(Information begins)
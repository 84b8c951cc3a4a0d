use std::sync::Arc;
use std::time::Duration;

use bank_store::StateStore;
use tokio::time::Instant;
use tracing::{debug, info};

use crate::config::ProbeConfig;
use crate::error::{ProbeError, ProbeResult};

/// Which shape of probe to run.
#[derive(Clone, Debug, PartialEq, Eq)]
pub enum ProbeMode {
    /// Write `first`, spawn one task that sleeps then writes `delayed`,
    /// wait for it, then write `last`.
    ForkJoin {
        first: String,
        delayed: String,
        last: String,
    },
    /// Sleep, then write `key`. Nothing runs concurrently.
    SingleDelay { key: String },
}

/// What a completed probe wrote.
#[derive(Clone, Debug, PartialEq, Eq)]
pub struct ProbeReport {
    /// Keys in the order their writes completed.
    pub written: Vec<String>,
    /// Wall-clock time the probe held the caller.
    pub elapsed: Duration,
}

/// Issues delayed writes against a shared store to check that the host
/// commits state written off the main request path.
///
/// There is no cancellation: a running probe holds its caller until the
/// delay elapses and the final write lands.
pub struct Probe {
    store: Arc<dyn StateStore>,
    config: ProbeConfig,
}

impl Probe {
    pub fn new(store: Arc<dyn StateStore>, config: ProbeConfig) -> Self {
        Self { store, config }
    }

    pub fn config(&self) -> &ProbeConfig {
        &self.config
    }

    pub async fn run(&self, mode: &ProbeMode) -> ProbeResult<ProbeReport> {
        match mode {
            ProbeMode::ForkJoin {
                first,
                delayed,
                last,
            } => self.fork_join(first, delayed, last).await,
            ProbeMode::SingleDelay { key } => self.single_delay(key).await,
        }
    }

    /// Fork-join mode.
    ///
    /// Ordering: the write to `first` happens before the task is spawned, and
    /// the task's write to `delayed` happens before the write to `last`.
    pub async fn fork_join(
        &self,
        first: &str,
        delayed: &str,
        last: &str,
    ) -> ProbeResult<ProbeReport> {
        let started = Instant::now();
        let delay = self.config.delay();

        self.store.put(first, self.config.first_marker.as_bytes())?;
        debug!(key = first, "probe first write");

        let store = Arc::clone(&self.store);
        let key = delayed.to_string();
        let marker = self.config.delayed_marker.clone();
        let writer = tokio::spawn(async move {
            tokio::time::sleep(delay).await;
            store.put(&key, marker.as_bytes())?;
            debug!(key = %key, "probe delayed write");
            Ok::<_, ProbeError>(())
        });

        writer
            .await
            .map_err(|e| ProbeError::Join(e.to_string()))??;

        self.store.put(last, self.config.last_marker.as_bytes())?;
        let elapsed = started.elapsed();
        info!(
            first,
            delayed,
            last,
            elapsed_ms = elapsed.as_millis() as u64,
            "fork-join probe complete"
        );

        Ok(ProbeReport {
            written: vec![first.to_string(), delayed.to_string(), last.to_string()],
            elapsed,
        })
    }

    /// Single-delay mode: sleep on the caller's task, then write once.
    pub async fn single_delay(&self, key: &str) -> ProbeResult<ProbeReport> {
        let started = Instant::now();
        tokio::time::sleep(self.config.delay()).await;
        self.store.put(key, self.config.delayed_marker.as_bytes())?;
        let elapsed = started.elapsed();
        info!(
            key,
            elapsed_ms = elapsed.as_millis() as u64,
            "single-delay probe complete"
        );

        Ok(ProbeReport {
            written: vec![key.to_string()],
            elapsed,
        })
    }
}

impl std::fmt::Debug for Probe {
    fn fmt(&self, f: &mut std::fmt::Formatter<'_>) -> std::fmt::Result {
        f.debug_struct("Probe").field("config", &self.config).finish()
    }
}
(Information ends)
Sift the material for lines that include the word "task", and copy each one.

    /// Write `first`, spawn one task that sleeps then writes `delayed`,
    /// Ordering: the write to `first` happens before the task is spawned, and
    /// the task's write to `delayed` happens before the write to `last`.
    /// Single-delay mode: sleep on the caller's task, then write once.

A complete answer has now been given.